▶ **DIRECTIONS FOR THIS TASK**: For the records below, give the number of lines containing the word "rewrite" and no other text.
### RECORDS FOR THIS TASK
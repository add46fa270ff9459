//! Hulk IR - tokens and expression trees.
//!
//! This crate contains the data structures shared by every stage of the
//! Hulk pipeline:
//! - Names for interned identifiers
//! - Tokens produced by the scanner
//! - The closed `Expr` sum type produced by the parser
//! - The `Visitor` protocol used by every tree consumer
//! - Hygienic parameter renaming (`rewrite`)
//! - A pretty-printer (`printer`)
//!
//! # Design Philosophy
//!
//! - **Intern Everything**: identifier text becomes `Name(u32)`
//! - **Closed AST, open operations**: new consumers implement `Visitor`,
//!   new syntax means touching every consumer
//! - **Identity, not text**: tokens compare by binding site (`TokenId`)

pub mod ast;
mod interner;
mod name;
pub mod printer;
pub mod rewrite;
mod token;
pub mod visitor;

pub use ast::{
    AstError, BinaryExpr, BinaryOp, CallExpr, ConditionalExpr, Expr, FunctionDecl, LetBinding,
    LetInExpr, UnaryExpr, UnaryOp,
};
pub use interner::{SharedInterner, StringInterner};
pub use name::Name;
pub use printer::print_expr;
pub use rewrite::{occurrences, replace, Renamer};
pub use token::{Literal, Token, TokenId, TokenKind};
pub use visitor::Visitor;
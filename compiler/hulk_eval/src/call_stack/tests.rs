use super::*;

fn frame(offset: u32) -> CallFrame {
    CallFrame {
        name: Name::from_raw(1),
        arity: 1,
        offset,
    }
}

#[test]
fn test_push_pop_tracks_depth() {
    let mut stack = CallStack::new(None);
    stack.push(frame(0)).unwrap();
    stack.push(frame(4)).unwrap();
    assert_eq!(stack.depth(), 2);
    assert_eq!(stack.current_frame().map(|f| f.offset), Some(4));

    stack.pop();
    assert_eq!(stack.depth(), 1);
}

#[test]
fn test_limit_rejects_without_pushing() {
    let mut stack = CallStack::new(Some(2));
    stack.push(frame(0)).unwrap();
    stack.push(frame(1)).unwrap();

    let err = stack.push(frame(2)).unwrap_err();
    assert_eq!(err.offset(), Some(2));
    assert_eq!(err.error_type(), "SEMANTIC ERROR");
    assert_eq!(stack.depth(), 2);
}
######
▶ **ANSWER**: 3